Anyway, this German historian, who has written Hitler's Secret: The Double Life of a Dictator. claims that Hitler's homo-erotic relationships ceased in the late 1920s. Before that, he lived in Vienna for four months, sharing an apartment with a friend called August Kubizek. Both delighted in wearing the same clothes. But then Kubizek was out in the cold.

The real question, then, is why did Hitler change his mind about his sexuality? Why did this decadent Viennese painter go straight all of a sudden? Could it be possible that someone 'turned' the Fahrer-to-be?

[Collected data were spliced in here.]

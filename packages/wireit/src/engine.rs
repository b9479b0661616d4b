//! The engine façade: everything one invocation needs, wired together from
//! constructor-injected options.
//!
//! There is no module-scope state anywhere in this crate: failure mode,
//! parallelism, cache backend choice, and the file-descriptor budget all
//! arrive here, parsed once from the environment by the binary.

use std::str::FromStr;

use color_eyre::{Result, eyre::{Context, bail}};
use tokio_util::sync::CancellationToken;
use tracing::{debug, instrument, warn};

use crate::{
    analyzer::Analyzer,
    cache::{Cache, GithubCache, LocalCache},
    event::EventSender,
    executor::{ExecuteOptions, Executor, FailureKind, FailureMode, Parallelism},
    fs::{DEFAULT_MAX_OPEN_FILES, Fs},
    manifest::ManifestReader,
    script::ScriptRef,
    service::ServiceSupervisor,
    watcher::{self, WatchOptions},
};

/// Which cache backend to use.
#[derive(Copy, Clone, Eq, PartialEq, Debug, Default)]
pub enum CacheChoice {
    #[default]
    Local,
    Github,
    None,
}

impl FromStr for CacheChoice {
    type Err = color_eyre::Report;

    fn from_str(s: &str) -> Result<Self> {
        match s {
            "local" => Ok(CacheChoice::Local),
            "github" => Ok(CacheChoice::Github),
            "none" => Ok(CacheChoice::None),
            other => bail!("expected \"local\", \"github\", or \"none\", got {other:?}"),
        }
    }
}

impl FromStr for FailureMode {
    type Err = color_eyre::Report;

    fn from_str(s: &str) -> Result<Self> {
        match s {
            "no-new" => Ok(FailureMode::NoNew),
            "continue" => Ok(FailureMode::Continue),
            "kill" => Ok(FailureMode::Kill),
            other => bail!("expected \"no-new\", \"continue\", or \"kill\", got {other:?}"),
        }
    }
}

/// All the knobs one invocation runs with.
#[derive(Clone, Debug)]
pub struct EngineOptions {
    pub failure_mode: FailureMode,
    pub parallelism: Parallelism,
    pub cache: CacheChoice,
    pub max_open_files: usize,
    pub custodian_port: Option<u16>,
}

impl Default for EngineOptions {
    fn default() -> Self {
        Self {
            failure_mode: FailureMode::default(),
            parallelism: Parallelism::default(),
            cache: CacheChoice::default(),
            max_open_files: DEFAULT_MAX_OPEN_FILES,
            custodian_port: None,
        }
    }
}

impl EngineOptions {
    /// Parse the recognized `WIREIT_*` environment variables.
    pub fn from_environment() -> Result<Self> {
        let failure_mode = match read_env("WIREIT_FAILURES") {
            None => FailureMode::default(),
            Some(value) => value.parse().context("parse WIREIT_FAILURES")?,
        };

        let parallelism = match read_env("WIREIT_PARALLEL") {
            // Empty/unset means the default bound.
            None => Parallelism::default(),
            Some(value) if value.eq_ignore_ascii_case("infinity") => Parallelism::Unbounded,
            Some(value) => {
                let limit: usize = value
                    .parse()
                    .context("parse WIREIT_PARALLEL as a positive integer")?;
                if limit == 0 {
                    bail!("WIREIT_PARALLEL must be positive");
                }
                Parallelism::Bounded(limit)
            }
        };

        let cache = match read_env("WIREIT_CACHE") {
            None => CacheChoice::default(),
            Some(value) => value.parse().context("parse WIREIT_CACHE")?,
        };

        let max_open_files = match read_env("WIREIT_MAX_OPEN_FILES") {
            None => DEFAULT_MAX_OPEN_FILES,
            Some(value) => value
                .parse()
                .context("parse WIREIT_MAX_OPEN_FILES as an integer")?,
        };

        let custodian_port = match read_env("WIREIT_CACHE_GITHUB_CUSTODIAN_PORT") {
            None => None,
            Some(value) => Some(
                value
                    .parse()
                    .context("parse WIREIT_CACHE_GITHUB_CUSTODIAN_PORT as a port")?,
            ),
        };

        Ok(Self {
            failure_mode,
            parallelism,
            cache,
            max_open_files,
            custodian_port,
        })
    }
}

fn read_env(name: &str) -> Option<String> {
    std::env::var(name).ok().filter(|value| !value.is_empty())
}

/// The user-facing outcome of one invocation, mapped to an exit code by the
/// binary: success 0, known failure 1, unexpected failure 2.
#[derive(Copy, Clone, Eq, PartialEq, Debug)]
pub enum RunOutcome {
    Success,
    KnownFailure,
    UnexpectedFailure,
}

pub struct Engine {
    fs: Fs,
    analyzer: Analyzer,
    events: EventSender,
    options: EngineOptions,
}

impl Engine {
    pub fn new(options: EngineOptions, events: EventSender) -> Self {
        let fs = Fs::new(options.max_open_files);
        let analyzer = Analyzer::new(ManifestReader::new(fs.clone()), fs.clone());
        Self {
            fs,
            analyzer,
            events,
            options,
        }
    }

    async fn cache(&self) -> Result<Option<Cache>> {
        match self.options.cache {
            CacheChoice::None => Ok(None),
            CacheChoice::Local => Ok(Some(Cache::Local(LocalCache::new(self.fs.clone())))),
            CacheChoice::Github => {
                match GithubCache::from_environment(self.fs.clone(), self.options.custodian_port)
                    .await?
                {
                    Some(cache) => Ok(Some(Cache::Github(cache))),
                    None => {
                        warn!("github cache requested but no credentials found; caching disabled");
                        Ok(None)
                    }
                }
            }
        }
    }

    fn execute_options(&self) -> ExecuteOptions {
        ExecuteOptions {
            failure_mode: self.options.failure_mode,
            parallelism: self.options.parallelism,
            failed_previously: Default::default(),
        }
    }

    /// Run `root` once.
    #[instrument(skip_all, fields(%root))]
    pub async fn run(
        &self,
        root: &ScriptRef,
        extra_args: &[String],
        cancel: CancellationToken,
    ) -> Result<RunOutcome> {
        let graph = match self.analyzer.analyze(root, extra_args).await? {
            Ok(graph) => graph,
            Err(failure) => {
                for diagnostic in &failure.diagnostics {
                    self.events
                        .failure_diagnostic(root, failure.reason, diagnostic.clone());
                }
                return Ok(RunOutcome::KnownFailure);
            }
        };
        for warning in &graph.warnings {
            warn!(%warning, "analysis warning");
        }

        let cache = self.cache().await?;
        let supervisor = ServiceSupervisor::new(self.events.clone(), cancel.child_token());
        let executor = Executor::new(
            graph.clone(),
            self.fs.clone(),
            cache,
            self.events.clone(),
            supervisor,
            self.execute_options(),
            cancel.clone(),
        );

        let result = executor.execute(root).await;

        // A directly-invoked service persists until abort (or until it
        // exits by itself, which is a failure).
        let mut service_failed = false;
        if result.is_ok()
            && graph.get(root).is_some_and(|config| config.is_service())
            && let Some(record) = executor.supervisor().get(root)
        {
            executor.supervisor().detach(root);
            tokio::select! {
                _ = cancel.cancelled() => {}
                _ = record.wait_terminated() => {
                    service_failed =
                        record.state() == crate::service::ServiceState::Failed;
                }
            }
        }

        executor.supervisor().shutdown_all().await;
        debug!("invocation complete");

        if executor
            .failures()
            .iter()
            .any(|failure| failure.kind == FailureKind::Unexpected)
        {
            return Ok(RunOutcome::UnexpectedFailure);
        }
        match result {
            Ok(_) if !service_failed => Ok(RunOutcome::Success),
            _ => Ok(RunOutcome::KnownFailure),
        }
    }

    /// Run `root` under the watch loop until abort.
    #[instrument(skip_all, fields(%root))]
    pub async fn watch(
        &self,
        root: &ScriptRef,
        extra_args: &[String],
        cancel: CancellationToken,
    ) -> Result<()> {
        let cache = self.cache().await?;
        watcher::watch(
            &self.analyzer,
            &self.fs,
            cache,
            &self.events,
            root,
            extra_args,
            WatchOptions {
                execute: self.execute_options(),
            },
            cancel,
        )
        .await
    }
}

#[cfg(test)]
mod tests {
    use super::*;
    use pretty_assertions::assert_eq;

    #[test]
    fn cache_choice_parses() {
        assert_eq!("local".parse::<CacheChoice>().unwrap(), CacheChoice::Local);
        assert_eq!("github".parse::<CacheChoice>().unwrap(), CacheChoice::Github);
        assert_eq!("none".parse::<CacheChoice>().unwrap(), CacheChoice::None);
        assert!("remote".parse::<CacheChoice>().is_err());
    }

    #[test]
    fn failure_mode_parses() {
        assert_eq!("no-new".parse::<FailureMode>().unwrap(), FailureMode::NoNew);
        assert_eq!(
            "continue".parse::<FailureMode>().unwrap(),
            FailureMode::Continue
        );
        assert_eq!("kill".parse::<FailureMode>().unwrap(), FailureMode::Kill);
        assert!("stop".parse::<FailureMode>().is_err());
    }
}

Would it be immodest as well as improbable to suggest that it might have had something to do with me? Or at least another Petronella. There aren't many Petronellas about but what few there are seem to be present at the turning points in history. St Paul had a daughter called Petronella. To prevent her from seeing men he locked her up, and she was later made a saint. Then there was the case of Eleanor of Aquitaine and her arrant sibling. Everyone assumes it was Eleanor who called the shots but its wasn't, it was her younger sister Petronella. When she wanted to marry the wrong man she forced her sister into a full-scale war to enable the match.

A Petronella hid with Anne Franks's family in Amsterdam during the second world war. Which brings us back to Hitler. A few days ago, my historian friend Andrew Roberts sent me an extract from Hitler's table talk of the night of 8 January 1942. In it Hitler recalls being a lodger in an Austrian town called Steyr. His landlady's name was . . Petronella.

The young Hitler and Petronella obviously formed a warm attachment. Hitler said:

Our landlady was very fond of us. She regularly took sides with us against her husband ... she used to attack him like a viper. I remember the sort of quarrel they used to have. A few days before I had asked my landlady to give me my coffee a little less hot. On the morning of this quarrel I pointed out to her that it was already half past the hour and I was still waiting for my coffee. Then the husband intervened. Petronella,' he said, 'it's twenty-five to.'

At this remark she blew up. The husband decided to leave the house. When he had gone. Petronella bolted the door. The husband at once injured his nose on the shut door, and politely asked his wife to open. As she didn't react, he ordered her to do as she was told. but without any success. The result was that he spent the night out of doors and could not return until the next morning with the milk, pitiful and cowed. How I despised the wet rag! Petronella was 33 years old. Her husband was bearded and ageless. He was a member of the minor nobility and worked as an employee in the service of the municipality.

Hitler finishes by asking. dare I say it, wistfully:

I wonder whether Petronella is still alive. We were very fond of her. She looked after us in all sorts of small ways and never missed an opportunity of stuffing our pockets with dainties.

You can see it, can't you. Well, can't you? An attractive, sexually frustrated woman and her young and eager lodger. We all know how poor Hitler was in those days. How could he have afforded to pay the rent? Or did Petronella waive it for sentimental reasons? What were the 'all sorts of small ways' in which she looked after young Adolf? Why was the bearded husband in a bad mood? Why did his wife want to lock him out for the whole night?

We have enough here for a divorce suit. No wonder that later on the newly heterosexual Hitler decided there was no room for Rohm. I tell you, we Petronellas, we get everywhere. The only disadvantage of having a name like mine is that impertinent smart-arses occasionally attempt to abbreviate it. Once upon a time, when I was working on the Peterborough column of the Daily Telegraph, my colleague James Delingpole thought it would be amusing to call me Petsy.. This name then began to appear elsewhere, or rather everywhere. Years later, I have managed to stamp out its use. But I feel towards people who remember me as 'Petsy' as Hitler did towards those who could recall his homoerotic friendships. I warn you now. There are no lengths to which I will not go. Don't forget, I was the Eiihrer's landlady.